Even without fishing rod in hand, we still like to walk this particular coastal marsh, as many species of wildlife are apt to be sighted. Several species of heron and other shorebirds use this marsh as well as gulls, ospreys and different species of ducks. Muskrats and the occasional otter are found there and the surrounding woods seem to hold an abundance of fisher, raccoons and whitetail deer.
If you chose to fish, my favorite time has been on the incoming tide where standing on the Bracket Road Bridge where we could observe trout moving in with the tide. We also would walk the marsh downstream towards Seavey Creek and try to find trout also moving in with the tide.
These fish move upstream with the incoming tide and often drop back in the outgoing tide. A still and sunny day and a good pair of Polaroid sunglasses are the best combinations for spotting fish.

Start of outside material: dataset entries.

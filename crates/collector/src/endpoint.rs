//! Exchange endpoint descriptors.
//!
//! The set of polled endpoints is an explicit configuration value handed
//! to the [`Collector`](crate::Collector), not a module-level registry.

use spreadscan_core::ExchangeId;

/// How an exchange exposes its tickers.
#[derive(Debug, Clone, PartialEq, Eq)]
pub enum EndpointKind {
    /// One GET returns every ticker.
    Bulk { url: String },
    /// Product catalog first, then one ticker request per product.
    /// `ticker_url` contains a `{product}` placeholder.
    TwoPhase {
        products_url: String,
        ticker_url: String,
    },
}

/// A configured exchange venue.
#[derive(Debug, Clone, PartialEq, Eq)]
pub struct ExchangeEndpoint {
    pub exchange: ExchangeId,
    pub kind: EndpointKind,
}

impl ExchangeEndpoint {
    pub fn bulk(exchange: ExchangeId, url: impl Into<String>) -> Self {
        Self {
            exchange,
            kind: EndpointKind::Bulk { url: url.into() },
        }
    }

    pub fn two_phase(
        exchange: ExchangeId,
        products_url: impl Into<String>,
        ticker_url: impl Into<String>,
    ) -> Self {
        Self {
            exchange,
            kind: EndpointKind::TwoPhase {
                products_url: products_url.into(),
                ticker_url: ticker_url.into(),
            },
        }
    }
}

/// The standard public endpoints for all supported exchanges.
pub fn default_endpoints() -> Vec<ExchangeEndpoint> {
    vec![
        ExchangeEndpoint::bulk(
            ExchangeId::Binance,
            "https://api.binance.com/api/v3/ticker/price",
        ),
        ExchangeEndpoint::bulk(
            ExchangeId::Kucoin,
            "https://api.kucoin.com/api/v1/market/allTickers",
        ),
        ExchangeEndpoint::bulk(
            ExchangeId::GateIo,
            "https://api.gateio.ws/api/v4/spot/tickers",
        ),
        ExchangeEndpoint::bulk(
            ExchangeId::Mexc,
            "https://api.mexc.com/api/v3/ticker/price",
        ),
        ExchangeEndpoint::two_phase(
            ExchangeId::Bitstamp,
            "https://www.bitstamp.net/api/v2/trading-pairs-info/",
            "https://www.bitstamp.net/api/v2/ticker/{product}/",
        ),
        ExchangeEndpoint::two_phase(
            ExchangeId::Coinbase,
            "https://api.exchange.coinbase.com/products",
            "https://api.exchange.coinbase.com/products/{product}/ticker",
        ),
    ]
}

#[cfg(test)]
mod tests {
    use super::*;
    use pretty_assertions::assert_eq;

    #[test]
    fn test_default_endpoints_cover_all_exchanges() {
        let endpoints = default_endpoints();
        assert_eq!(endpoints.len(), ExchangeId::all().len());
        for exchange in ExchangeId::all() {
            assert!(endpoints.iter().any(|e| e.exchange == *exchange));
        }
    }

    #[test]
    fn test_two_phase_templates_have_placeholder() {
        for endpoint in default_endpoints() {
            if let EndpointKind::TwoPhase { ticker_url, .. } = &endpoint.kind {
                assert!(ticker_url.contains("{product}"), "{}", endpoint.exchange);
            }
        }
    }
}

You should know that if you spot one of the brown trout that has returned from the ocean they are extremely wary. Once your presence is known to them, forget even having them make a pass at your fly. Extreme stealth is key to getting a strike. One of my big mistakes in the past was setting the hook too early when seeing the white of their open mouths come to the fly. Do not set the hook. Wait until your line goes taut and you feel pressure and them lift the rod and you'll be tied into some exciting sport.
If you enjoy jump shooting for ducks, a combination trip to the coast can provide for some cast and blast action. Low tide is best for sneaking on ducks so it won't take any time away from a few casts at Berry Brook. From Rye to Seabrook there are enough coastal marshes that hold good duck populations to wear out quite a few rubber boots. Access and parking are not a problem if you use some common sense.